- _Data excerpts_
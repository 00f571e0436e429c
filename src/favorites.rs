//! Saved favorites store
//!
//! This module persists the user's bookmarked items as a JSON array in an
//! XDG-compliant data directory. Favorites from all three sections live in
//! one ordered list, newest first, keyed by whichever identity field the
//! payload happens to carry. Storage failures are swallowed; losing a
//! favorite write must never interrupt the viewer.

use directories::ProjectDirs;
use serde_json::Value;
use std::fs;
use std::path::{Path, PathBuf};

/// File name the favorites list is persisted under
const FAVORITES_FILE: &str = "favorites.json";

/// Derives the identity key used for favorite membership.
///
/// The first present, non-null field wins: `id`, then `date`, then `url`,
/// then `img_src`. Numeric ids are stringified so a photo matches whether
/// its id came from a live payload or a reloaded file. The key space is
/// shared by all three payload shapes, so unrelated items carrying the
/// same field value are deliberately treated as the same favorite.
pub fn derived_key(item: &Value) -> Option<String> {
    for field in ["id", "date", "url", "img_src"] {
        match item.get(field) {
            None | Some(Value::Null) => continue,
            Some(Value::String(s)) => return Some(s.clone()),
            Some(Value::Number(n)) => return Some(n.to_string()),
            Some(other) => return Some(other.to_string()),
        }
    }
    None
}

/// Ordered, set-like store of bookmarked items.
///
/// The list is loaded once at startup and rewritten after every change.
/// A missing or corrupt file simply loads as empty, and a store built
/// without a directory (no resolvable home) works purely in memory.
#[derive(Debug)]
pub struct FavoriteStore {
    /// Directory the favorites file lives in, if one could be resolved
    data_dir: Option<PathBuf>,
    items: Vec<Value>,
}

impl FavoriteStore {
    /// Opens the store in the XDG data directory
    /// (`~/.local/share/stargaze/` on Linux).
    pub fn open() -> Self {
        match ProjectDirs::from("", "", "stargaze") {
            Some(dirs) => Self::with_dir(dirs.data_dir().to_path_buf()),
            None => Self::in_memory(),
        }
    }

    /// Opens the store against a specific directory
    ///
    /// Useful for testing or when a specific data location is needed.
    pub fn with_dir(data_dir: PathBuf) -> Self {
        let items = load_items(&data_dir);
        Self {
            data_dir: Some(data_dir),
            items,
        }
    }

    /// Creates a store that never touches the filesystem.
    pub fn in_memory() -> Self {
        Self {
            data_dir: None,
            items: Vec::new(),
        }
    }

    /// All favorites, newest first.
    pub fn items(&self) -> &[Value] {
        &self.items
    }

    pub fn len(&self) -> usize {
        self.items.len()
    }

    pub fn is_empty(&self) -> bool {
        self.items.is_empty()
    }

    /// Whether an item with the same derived key is saved.
    pub fn contains(&self, item: &Value) -> bool {
        match derived_key(item) {
            Some(key) => self
                .items
                .iter()
                .any(|saved| derived_key(saved).as_deref() == Some(key.as_str())),
            None => false,
        }
    }

    /// Adds the item, or removes the saved entry sharing its derived key.
    ///
    /// New favorites go to the front of the list. Items carrying none of
    /// the identity fields cannot be keyed and are ignored.
    pub fn toggle(&mut self, item: &Value) {
        let Some(key) = derived_key(item) else {
            return;
        };

        let before = self.items.len();
        self.items
            .retain(|saved| derived_key(saved).as_deref() != Some(key.as_str()));

        if self.items.len() == before {
            self.items.insert(0, item.clone());
        }

        self.persist();
    }

    /// Rewrites the favorites file, ignoring any I/O failure.
    fn persist(&self) {
        let Some(dir) = &self.data_dir else {
            return;
        };
        let _ = fs::create_dir_all(dir);
        if let Ok(json) = serde_json::to_string_pretty(&self.items) {
            let _ = fs::write(dir.join(FAVORITES_FILE), json);
        }
    }
}

/// Loads the persisted list, treating any failure as an empty store.
fn load_items(dir: &Path) -> Vec<Value> {
    let path = dir.join(FAVORITES_FILE);
    match fs::read_to_string(path) {
        Ok(content) => serde_json::from_str(&content).unwrap_or_default(),
        Err(_) => Vec::new(),
    }
}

- _What you will do_
Your reply should hold all the entries, each repeated without a single change.

- _The answer_
repository 00f571e0436e429c
filename src/favorites.rs
//! Saved favorites store
//!
//! This module persists the user's bookmarked items as a JSON array in an
//! XDG-compliant data directory. Favorites from all three sections live in
//! one ordered list, newest first, keyed by whichever identity field the
//! payload happens to carry. Storage failures are swallowed; losing a
//! favorite write must never interrupt the viewer.

use directories::ProjectDirs;
use serde_json::Value;
use std::fs;
use std::path::{Path, PathBuf};

/// File name the favorites list is persisted under
const FAVORITES_FILE: &str = "favorites.json";

/// Derives the identity key used for favorite membership.
///
/// The first present, non-null field wins: `id`, then `date`, then `url`,
/// then `img_src`. Numeric ids are stringified so a photo matches whether
/// its id came from a live payload or a reloaded file. The key space is
/// shared by all three payload shapes, so unrelated items carrying the
/// same field value are deliberately treated as the same favorite.
pub fn derived_key(item: &Value) -> Option<String> {
    for field in ["id", "date", "url", "img_src"] {
        match item.get(field) {
            None | Some(Value::Null) => continue,
            Some(Value::String(s)) => return Some(s.clone()),
            Some(Value::Number(n)) => return Some(n.to_string()),
            Some(other) => return Some(other.to_string()),
        }
    }
    None
}

/// Ordered, set-like store of bookmarked items.
///
/// The list is loaded once at startup and rewritten after every change.
/// A missing or corrupt file simply loads as empty, and a store built
/// without a directory (no resolvable home) works purely in memory.
#[derive(Debug)]
pub struct FavoriteStore {
    /// Directory the favorites file lives in, if one could be resolved
    data_dir: Option<PathBuf>,
    items: Vec<Value>,
}

impl FavoriteStore {
    /// Opens the store in the XDG data directory
    /// (`~/.local/share/stargaze/` on Linux).
    pub fn open() -> Self {
        match ProjectDirs::from("", "", "stargaze") {
            Some(dirs) => Self::with_dir(dirs.data_dir().to_path_buf()),
            None => Self::in_memory(),
        }
    }

    /// Opens the store against a specific directory
    ///
    /// Useful for testing or when a specific data location is needed.
    pub fn with_dir(data_dir: PathBuf) -> Self {
        let items = load_items(&data_dir);
        Self {
            data_dir: Some(data_dir),
            items,
        }
    }

    /// Creates a store that never touches the filesystem.
    pub fn in_memory() -> Self {
        Self {
            data_dir: None,
            items: Vec::new(),
        }
    }

    /// All favorites, newest first.
    pub fn items(&self) -> &[Value] {
        &self.items
    }

    pub fn len(&self) -> usize {
        self.items.len()
    }

    pub fn is_empty(&self) -> bool {
        self.items.is_empty()
    }

    /// Whether an item with the same derived key is saved.
    pub fn contains(&self, item: &Value) -> bool {
        match derived_key(item) {
            Some(key) => self
                .items
                .iter()
                .any(|saved| derived_key(saved).as_deref() == Some(key.as_str())),
            None => false,
        }
    }

    /// Adds the item, or removes the saved entry sharing its derived key.
    ///
    /// New favorites go to the front of the list. Items carrying none of
    /// the identity fields cannot be keyed and are ignored.
    pub fn toggle(&mut self, item: &Value) {
        let Some(key) = derived_key(item) else {
            return;
        };

        let before = self.items.len();
        self.items
            .retain(|saved| derived_key(saved).as_deref() != Some(key.as_str()));

        if self.items.len() == before {
            self.items.insert(0, item.clone());
        }

        self.persist();
    }

    /// Rewrites the favorites file, ignoring any I/O failure.
    fn persist(&self) {
        let Some(dir) = &self.data_dir else {
            return;
        };
        let _ = fs::create_dir_all(dir);
        if let Ok(json) = serde_json::to_string_pretty(&self.items) {
            let _ = fs::write(dir.join(FAVORITES_FILE), json);
        }
    }
}

/// Loads the persisted list, treating any failure as an empty store.
fn load_items(dir: &Path) -> Vec<Value> {
    let path = dir.join(FAVORITES_FILE);
    match fs::read_to_string(path) {
        Ok(content) => serde_json::from_str(&content).unwrap_or_default(),
        Err(_) => Vec::new(),
    }
}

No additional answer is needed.